[Material provided]:
☆ ☆ ☆ ☆
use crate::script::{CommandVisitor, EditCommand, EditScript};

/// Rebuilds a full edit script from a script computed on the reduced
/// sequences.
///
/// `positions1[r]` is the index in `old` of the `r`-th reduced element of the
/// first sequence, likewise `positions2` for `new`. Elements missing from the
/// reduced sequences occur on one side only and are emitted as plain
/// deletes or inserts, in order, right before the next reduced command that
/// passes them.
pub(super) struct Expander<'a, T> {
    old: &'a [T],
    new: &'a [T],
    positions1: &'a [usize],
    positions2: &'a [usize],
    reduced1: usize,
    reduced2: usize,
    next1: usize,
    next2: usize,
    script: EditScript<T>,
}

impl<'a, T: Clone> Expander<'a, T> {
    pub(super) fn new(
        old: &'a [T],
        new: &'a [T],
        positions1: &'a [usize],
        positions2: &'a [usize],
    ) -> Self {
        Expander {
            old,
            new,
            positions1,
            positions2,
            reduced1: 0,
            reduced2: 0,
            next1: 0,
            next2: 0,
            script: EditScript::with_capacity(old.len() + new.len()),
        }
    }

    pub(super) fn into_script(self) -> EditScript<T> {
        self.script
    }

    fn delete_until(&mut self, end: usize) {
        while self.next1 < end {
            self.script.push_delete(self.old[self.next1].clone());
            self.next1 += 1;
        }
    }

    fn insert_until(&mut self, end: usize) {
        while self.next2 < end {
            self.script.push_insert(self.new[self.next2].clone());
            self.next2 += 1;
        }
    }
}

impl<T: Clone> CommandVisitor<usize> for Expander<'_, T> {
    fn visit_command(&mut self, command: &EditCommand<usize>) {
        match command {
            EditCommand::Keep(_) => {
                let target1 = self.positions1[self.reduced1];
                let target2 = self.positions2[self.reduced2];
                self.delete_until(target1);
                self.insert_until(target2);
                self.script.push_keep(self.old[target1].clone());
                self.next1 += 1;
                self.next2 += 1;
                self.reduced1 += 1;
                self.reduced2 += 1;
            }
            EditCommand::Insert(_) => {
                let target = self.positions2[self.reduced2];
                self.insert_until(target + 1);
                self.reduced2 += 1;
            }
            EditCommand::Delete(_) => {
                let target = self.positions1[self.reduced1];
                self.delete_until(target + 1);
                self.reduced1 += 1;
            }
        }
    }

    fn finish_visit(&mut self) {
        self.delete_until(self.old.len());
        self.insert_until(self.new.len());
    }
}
☆ ☆ ☆ ☆
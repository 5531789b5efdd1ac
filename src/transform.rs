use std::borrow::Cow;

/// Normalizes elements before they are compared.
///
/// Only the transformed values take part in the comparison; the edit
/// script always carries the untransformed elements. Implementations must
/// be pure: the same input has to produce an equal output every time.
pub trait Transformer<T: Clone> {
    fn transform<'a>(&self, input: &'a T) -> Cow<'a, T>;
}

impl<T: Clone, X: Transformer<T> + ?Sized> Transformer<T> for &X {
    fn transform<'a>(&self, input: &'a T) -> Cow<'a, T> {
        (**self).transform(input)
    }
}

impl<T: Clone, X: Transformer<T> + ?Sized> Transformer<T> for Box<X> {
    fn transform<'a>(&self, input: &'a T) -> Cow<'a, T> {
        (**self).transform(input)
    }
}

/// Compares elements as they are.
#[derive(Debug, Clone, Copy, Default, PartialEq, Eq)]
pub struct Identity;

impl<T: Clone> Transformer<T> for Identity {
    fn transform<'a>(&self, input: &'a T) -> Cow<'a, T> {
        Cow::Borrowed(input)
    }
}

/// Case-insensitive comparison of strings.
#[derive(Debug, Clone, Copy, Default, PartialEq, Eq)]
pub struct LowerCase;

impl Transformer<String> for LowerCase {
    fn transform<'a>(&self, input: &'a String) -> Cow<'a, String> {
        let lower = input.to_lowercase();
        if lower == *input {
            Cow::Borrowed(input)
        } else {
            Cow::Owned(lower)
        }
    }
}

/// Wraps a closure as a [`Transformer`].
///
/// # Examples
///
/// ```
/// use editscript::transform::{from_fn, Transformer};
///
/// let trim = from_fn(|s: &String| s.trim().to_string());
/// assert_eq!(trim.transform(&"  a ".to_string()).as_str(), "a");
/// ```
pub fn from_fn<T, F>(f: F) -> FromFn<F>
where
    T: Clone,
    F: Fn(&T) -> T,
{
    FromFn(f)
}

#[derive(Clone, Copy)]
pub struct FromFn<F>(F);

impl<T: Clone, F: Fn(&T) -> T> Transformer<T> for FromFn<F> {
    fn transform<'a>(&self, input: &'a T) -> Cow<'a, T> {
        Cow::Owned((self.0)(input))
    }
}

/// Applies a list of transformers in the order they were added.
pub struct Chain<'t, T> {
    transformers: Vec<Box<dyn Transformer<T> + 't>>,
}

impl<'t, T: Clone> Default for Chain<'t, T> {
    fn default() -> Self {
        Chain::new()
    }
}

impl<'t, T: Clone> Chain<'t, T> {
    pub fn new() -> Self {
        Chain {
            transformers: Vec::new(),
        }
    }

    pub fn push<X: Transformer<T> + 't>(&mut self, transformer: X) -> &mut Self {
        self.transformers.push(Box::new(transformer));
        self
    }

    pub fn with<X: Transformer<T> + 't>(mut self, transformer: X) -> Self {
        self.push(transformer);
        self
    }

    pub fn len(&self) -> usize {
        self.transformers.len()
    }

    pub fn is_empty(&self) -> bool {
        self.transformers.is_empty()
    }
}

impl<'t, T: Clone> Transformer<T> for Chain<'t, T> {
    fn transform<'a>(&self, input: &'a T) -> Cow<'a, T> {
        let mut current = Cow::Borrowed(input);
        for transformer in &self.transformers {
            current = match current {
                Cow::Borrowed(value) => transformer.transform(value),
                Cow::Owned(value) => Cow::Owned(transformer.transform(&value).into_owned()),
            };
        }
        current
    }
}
☆ ☆ ☆ ☆
[Requirement]: In the entries, how many lines include the string "Chain"? Only the number should be given.

[Answer to this task]: 6